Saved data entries
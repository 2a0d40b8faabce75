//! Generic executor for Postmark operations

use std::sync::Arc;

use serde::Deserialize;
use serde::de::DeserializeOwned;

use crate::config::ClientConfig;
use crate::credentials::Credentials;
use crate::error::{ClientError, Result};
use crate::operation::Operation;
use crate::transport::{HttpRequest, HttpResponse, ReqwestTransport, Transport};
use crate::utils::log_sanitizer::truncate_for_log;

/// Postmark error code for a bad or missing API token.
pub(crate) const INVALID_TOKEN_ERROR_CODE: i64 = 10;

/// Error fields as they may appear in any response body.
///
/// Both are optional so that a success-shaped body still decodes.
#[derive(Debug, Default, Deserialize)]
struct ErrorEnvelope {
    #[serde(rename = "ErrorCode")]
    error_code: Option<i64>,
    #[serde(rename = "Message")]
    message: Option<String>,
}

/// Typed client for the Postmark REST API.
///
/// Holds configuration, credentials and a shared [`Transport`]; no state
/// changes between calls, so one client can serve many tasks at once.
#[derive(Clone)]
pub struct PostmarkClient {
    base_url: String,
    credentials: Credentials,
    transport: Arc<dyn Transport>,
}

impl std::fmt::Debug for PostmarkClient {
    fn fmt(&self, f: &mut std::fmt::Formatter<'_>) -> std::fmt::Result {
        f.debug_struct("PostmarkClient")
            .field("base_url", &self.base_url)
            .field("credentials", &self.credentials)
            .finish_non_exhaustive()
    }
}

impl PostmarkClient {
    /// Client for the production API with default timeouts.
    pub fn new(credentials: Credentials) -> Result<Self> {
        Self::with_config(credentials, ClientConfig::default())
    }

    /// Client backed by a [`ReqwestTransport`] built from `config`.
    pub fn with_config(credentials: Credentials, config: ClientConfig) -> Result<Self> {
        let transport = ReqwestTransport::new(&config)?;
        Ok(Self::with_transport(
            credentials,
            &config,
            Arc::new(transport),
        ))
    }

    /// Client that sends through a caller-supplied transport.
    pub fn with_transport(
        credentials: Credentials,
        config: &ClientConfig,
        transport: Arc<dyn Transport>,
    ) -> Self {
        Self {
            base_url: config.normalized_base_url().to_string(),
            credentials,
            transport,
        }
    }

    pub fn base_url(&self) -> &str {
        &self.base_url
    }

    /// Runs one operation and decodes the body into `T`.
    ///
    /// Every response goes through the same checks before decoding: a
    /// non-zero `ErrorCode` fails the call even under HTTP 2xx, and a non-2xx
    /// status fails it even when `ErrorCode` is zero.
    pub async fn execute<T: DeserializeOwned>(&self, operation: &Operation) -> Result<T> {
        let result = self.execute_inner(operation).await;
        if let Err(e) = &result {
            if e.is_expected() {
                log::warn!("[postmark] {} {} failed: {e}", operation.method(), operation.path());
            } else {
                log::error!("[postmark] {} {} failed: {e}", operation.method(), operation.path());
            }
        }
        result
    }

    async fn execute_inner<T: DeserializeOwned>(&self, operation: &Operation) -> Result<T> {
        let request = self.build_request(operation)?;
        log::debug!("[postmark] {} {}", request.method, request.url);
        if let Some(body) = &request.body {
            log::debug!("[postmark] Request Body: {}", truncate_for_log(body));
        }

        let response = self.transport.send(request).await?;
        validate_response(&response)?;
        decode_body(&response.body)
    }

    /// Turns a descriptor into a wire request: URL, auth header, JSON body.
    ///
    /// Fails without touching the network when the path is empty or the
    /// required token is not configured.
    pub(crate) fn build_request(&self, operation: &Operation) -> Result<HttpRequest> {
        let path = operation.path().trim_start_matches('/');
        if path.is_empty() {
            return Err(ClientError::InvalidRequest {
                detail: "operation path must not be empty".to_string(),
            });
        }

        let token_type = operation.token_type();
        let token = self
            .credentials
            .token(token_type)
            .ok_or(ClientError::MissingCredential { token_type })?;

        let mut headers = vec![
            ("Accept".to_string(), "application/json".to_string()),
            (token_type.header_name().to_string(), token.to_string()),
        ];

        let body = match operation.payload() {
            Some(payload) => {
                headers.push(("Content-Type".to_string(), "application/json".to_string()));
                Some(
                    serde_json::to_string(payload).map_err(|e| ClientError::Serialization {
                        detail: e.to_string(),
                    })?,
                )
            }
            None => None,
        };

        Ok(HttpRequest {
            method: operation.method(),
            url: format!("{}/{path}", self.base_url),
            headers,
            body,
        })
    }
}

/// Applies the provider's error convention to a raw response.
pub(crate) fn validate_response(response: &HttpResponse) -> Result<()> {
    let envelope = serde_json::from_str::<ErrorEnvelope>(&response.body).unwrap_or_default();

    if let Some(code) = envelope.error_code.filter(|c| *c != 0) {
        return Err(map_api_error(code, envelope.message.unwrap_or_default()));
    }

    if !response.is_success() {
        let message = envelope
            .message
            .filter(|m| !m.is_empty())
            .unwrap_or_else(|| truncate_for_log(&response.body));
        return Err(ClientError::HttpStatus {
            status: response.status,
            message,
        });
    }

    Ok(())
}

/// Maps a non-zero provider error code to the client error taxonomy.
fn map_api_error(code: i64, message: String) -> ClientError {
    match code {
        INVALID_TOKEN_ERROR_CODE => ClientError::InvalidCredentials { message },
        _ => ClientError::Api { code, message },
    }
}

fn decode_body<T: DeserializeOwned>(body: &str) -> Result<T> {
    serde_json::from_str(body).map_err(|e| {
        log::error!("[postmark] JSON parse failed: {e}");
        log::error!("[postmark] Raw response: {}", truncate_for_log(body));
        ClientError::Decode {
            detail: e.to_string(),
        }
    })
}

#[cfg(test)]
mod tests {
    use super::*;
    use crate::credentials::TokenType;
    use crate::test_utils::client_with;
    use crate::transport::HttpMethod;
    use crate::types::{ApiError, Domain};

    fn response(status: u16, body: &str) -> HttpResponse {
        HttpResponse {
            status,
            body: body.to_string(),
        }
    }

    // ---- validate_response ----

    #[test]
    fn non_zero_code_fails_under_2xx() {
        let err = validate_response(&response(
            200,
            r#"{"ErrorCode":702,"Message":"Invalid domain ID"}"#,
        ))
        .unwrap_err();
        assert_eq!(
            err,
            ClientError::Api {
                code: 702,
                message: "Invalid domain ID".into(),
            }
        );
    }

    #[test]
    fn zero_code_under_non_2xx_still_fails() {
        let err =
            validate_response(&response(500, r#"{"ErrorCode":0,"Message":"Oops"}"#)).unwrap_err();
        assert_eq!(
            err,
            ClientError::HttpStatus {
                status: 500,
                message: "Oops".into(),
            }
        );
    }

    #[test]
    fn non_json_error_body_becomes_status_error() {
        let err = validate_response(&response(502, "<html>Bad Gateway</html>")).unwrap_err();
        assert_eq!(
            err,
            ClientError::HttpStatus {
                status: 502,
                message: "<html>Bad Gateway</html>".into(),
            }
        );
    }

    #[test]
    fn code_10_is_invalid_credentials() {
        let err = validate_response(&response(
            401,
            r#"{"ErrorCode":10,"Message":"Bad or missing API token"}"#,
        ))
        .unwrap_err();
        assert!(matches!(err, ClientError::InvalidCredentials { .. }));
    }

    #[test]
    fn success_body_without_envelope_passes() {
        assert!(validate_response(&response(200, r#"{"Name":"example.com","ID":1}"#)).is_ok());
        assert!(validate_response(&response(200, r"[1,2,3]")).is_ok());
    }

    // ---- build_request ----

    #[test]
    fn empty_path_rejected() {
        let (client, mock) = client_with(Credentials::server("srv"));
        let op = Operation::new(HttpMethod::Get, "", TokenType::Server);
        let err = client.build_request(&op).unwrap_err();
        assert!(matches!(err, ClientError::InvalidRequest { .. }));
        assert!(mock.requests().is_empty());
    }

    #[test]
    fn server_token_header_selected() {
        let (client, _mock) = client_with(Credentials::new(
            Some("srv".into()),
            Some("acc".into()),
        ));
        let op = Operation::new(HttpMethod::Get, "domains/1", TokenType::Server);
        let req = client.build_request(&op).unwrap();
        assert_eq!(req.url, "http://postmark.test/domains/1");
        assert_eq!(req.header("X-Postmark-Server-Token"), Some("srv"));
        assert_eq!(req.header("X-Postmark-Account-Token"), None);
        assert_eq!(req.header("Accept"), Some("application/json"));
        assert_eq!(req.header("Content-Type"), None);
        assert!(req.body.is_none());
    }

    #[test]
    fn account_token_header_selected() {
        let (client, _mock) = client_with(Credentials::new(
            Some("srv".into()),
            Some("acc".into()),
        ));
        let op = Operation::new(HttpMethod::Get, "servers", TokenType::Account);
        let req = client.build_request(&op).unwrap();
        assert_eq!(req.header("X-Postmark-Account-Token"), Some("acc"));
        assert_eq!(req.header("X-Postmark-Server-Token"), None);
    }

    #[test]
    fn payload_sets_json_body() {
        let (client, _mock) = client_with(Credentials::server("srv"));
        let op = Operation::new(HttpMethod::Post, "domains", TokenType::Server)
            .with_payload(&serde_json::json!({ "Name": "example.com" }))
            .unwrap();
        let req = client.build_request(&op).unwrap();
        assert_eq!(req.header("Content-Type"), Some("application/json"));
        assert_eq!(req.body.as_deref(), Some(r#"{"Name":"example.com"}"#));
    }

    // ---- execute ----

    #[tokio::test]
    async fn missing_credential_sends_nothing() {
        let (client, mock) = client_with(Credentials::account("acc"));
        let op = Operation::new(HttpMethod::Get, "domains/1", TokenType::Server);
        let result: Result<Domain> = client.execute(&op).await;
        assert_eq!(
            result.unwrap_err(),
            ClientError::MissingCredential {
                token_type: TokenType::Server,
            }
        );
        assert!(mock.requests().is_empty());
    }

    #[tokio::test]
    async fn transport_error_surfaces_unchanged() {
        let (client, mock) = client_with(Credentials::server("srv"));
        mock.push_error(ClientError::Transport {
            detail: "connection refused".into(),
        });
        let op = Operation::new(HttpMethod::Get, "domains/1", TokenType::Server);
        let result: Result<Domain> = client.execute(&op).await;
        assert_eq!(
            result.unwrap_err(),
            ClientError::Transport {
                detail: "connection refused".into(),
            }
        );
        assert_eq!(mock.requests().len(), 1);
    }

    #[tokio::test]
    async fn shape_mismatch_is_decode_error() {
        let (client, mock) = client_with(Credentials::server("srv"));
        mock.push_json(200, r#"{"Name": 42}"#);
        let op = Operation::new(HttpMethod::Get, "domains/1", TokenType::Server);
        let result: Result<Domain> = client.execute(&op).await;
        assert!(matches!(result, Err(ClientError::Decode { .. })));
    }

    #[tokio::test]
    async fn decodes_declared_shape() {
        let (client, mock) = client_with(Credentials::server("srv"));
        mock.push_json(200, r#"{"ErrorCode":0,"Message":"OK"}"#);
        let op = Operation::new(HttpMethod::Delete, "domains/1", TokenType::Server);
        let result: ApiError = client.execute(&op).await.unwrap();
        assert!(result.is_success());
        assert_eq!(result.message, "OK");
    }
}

* * *

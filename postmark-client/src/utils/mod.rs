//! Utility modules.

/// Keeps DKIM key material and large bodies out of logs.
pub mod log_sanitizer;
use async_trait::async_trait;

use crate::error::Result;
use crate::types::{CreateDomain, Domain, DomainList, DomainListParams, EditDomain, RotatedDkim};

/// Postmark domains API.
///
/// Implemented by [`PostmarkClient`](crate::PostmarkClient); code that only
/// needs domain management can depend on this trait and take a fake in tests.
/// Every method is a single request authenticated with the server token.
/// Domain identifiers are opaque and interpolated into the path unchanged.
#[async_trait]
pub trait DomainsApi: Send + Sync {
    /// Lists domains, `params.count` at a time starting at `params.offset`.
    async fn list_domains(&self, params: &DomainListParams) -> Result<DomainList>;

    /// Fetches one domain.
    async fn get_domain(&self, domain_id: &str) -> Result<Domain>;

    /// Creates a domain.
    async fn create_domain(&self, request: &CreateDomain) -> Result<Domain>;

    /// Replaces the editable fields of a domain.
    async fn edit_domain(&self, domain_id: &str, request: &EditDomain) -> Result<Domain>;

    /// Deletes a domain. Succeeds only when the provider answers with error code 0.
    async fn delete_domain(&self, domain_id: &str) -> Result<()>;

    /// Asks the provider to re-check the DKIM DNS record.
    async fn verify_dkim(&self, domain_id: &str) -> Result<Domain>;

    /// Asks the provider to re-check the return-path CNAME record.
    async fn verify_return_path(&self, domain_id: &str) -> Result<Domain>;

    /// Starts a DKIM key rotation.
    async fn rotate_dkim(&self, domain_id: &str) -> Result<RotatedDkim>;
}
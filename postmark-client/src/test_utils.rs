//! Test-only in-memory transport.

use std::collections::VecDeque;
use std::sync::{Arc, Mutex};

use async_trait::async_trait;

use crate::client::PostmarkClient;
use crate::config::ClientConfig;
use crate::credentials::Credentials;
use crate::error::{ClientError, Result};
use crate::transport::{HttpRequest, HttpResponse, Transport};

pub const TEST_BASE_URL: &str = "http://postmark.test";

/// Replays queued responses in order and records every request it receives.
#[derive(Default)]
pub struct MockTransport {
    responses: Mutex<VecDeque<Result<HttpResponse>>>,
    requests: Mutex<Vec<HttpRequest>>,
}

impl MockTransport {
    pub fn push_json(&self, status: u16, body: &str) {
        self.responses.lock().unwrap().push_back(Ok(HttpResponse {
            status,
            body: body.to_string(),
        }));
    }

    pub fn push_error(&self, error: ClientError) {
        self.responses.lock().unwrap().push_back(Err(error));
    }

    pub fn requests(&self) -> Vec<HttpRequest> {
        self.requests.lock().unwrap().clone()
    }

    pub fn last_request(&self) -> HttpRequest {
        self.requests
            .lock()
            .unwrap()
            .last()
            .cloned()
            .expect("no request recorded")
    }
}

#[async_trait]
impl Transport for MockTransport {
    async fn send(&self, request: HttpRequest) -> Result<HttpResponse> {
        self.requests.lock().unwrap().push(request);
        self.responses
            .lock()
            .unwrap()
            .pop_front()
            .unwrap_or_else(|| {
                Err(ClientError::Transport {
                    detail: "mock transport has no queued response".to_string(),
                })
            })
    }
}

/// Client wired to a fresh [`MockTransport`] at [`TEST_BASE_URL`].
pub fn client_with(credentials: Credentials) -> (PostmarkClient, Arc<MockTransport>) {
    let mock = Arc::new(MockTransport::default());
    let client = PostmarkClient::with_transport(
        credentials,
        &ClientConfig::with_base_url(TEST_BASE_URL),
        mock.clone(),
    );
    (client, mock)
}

**WORK REQUIRED**
Note each line above that contains "ReqwestTransport" and copy it out.

**EXERCISE RESULT**
use crate::transport::{HttpRequest, HttpResponse, ReqwestTransport, Transport};
    /// Client backed by a [`ReqwestTransport`] built from `config`.
        let transport = ReqwestTransport::new(&config)?;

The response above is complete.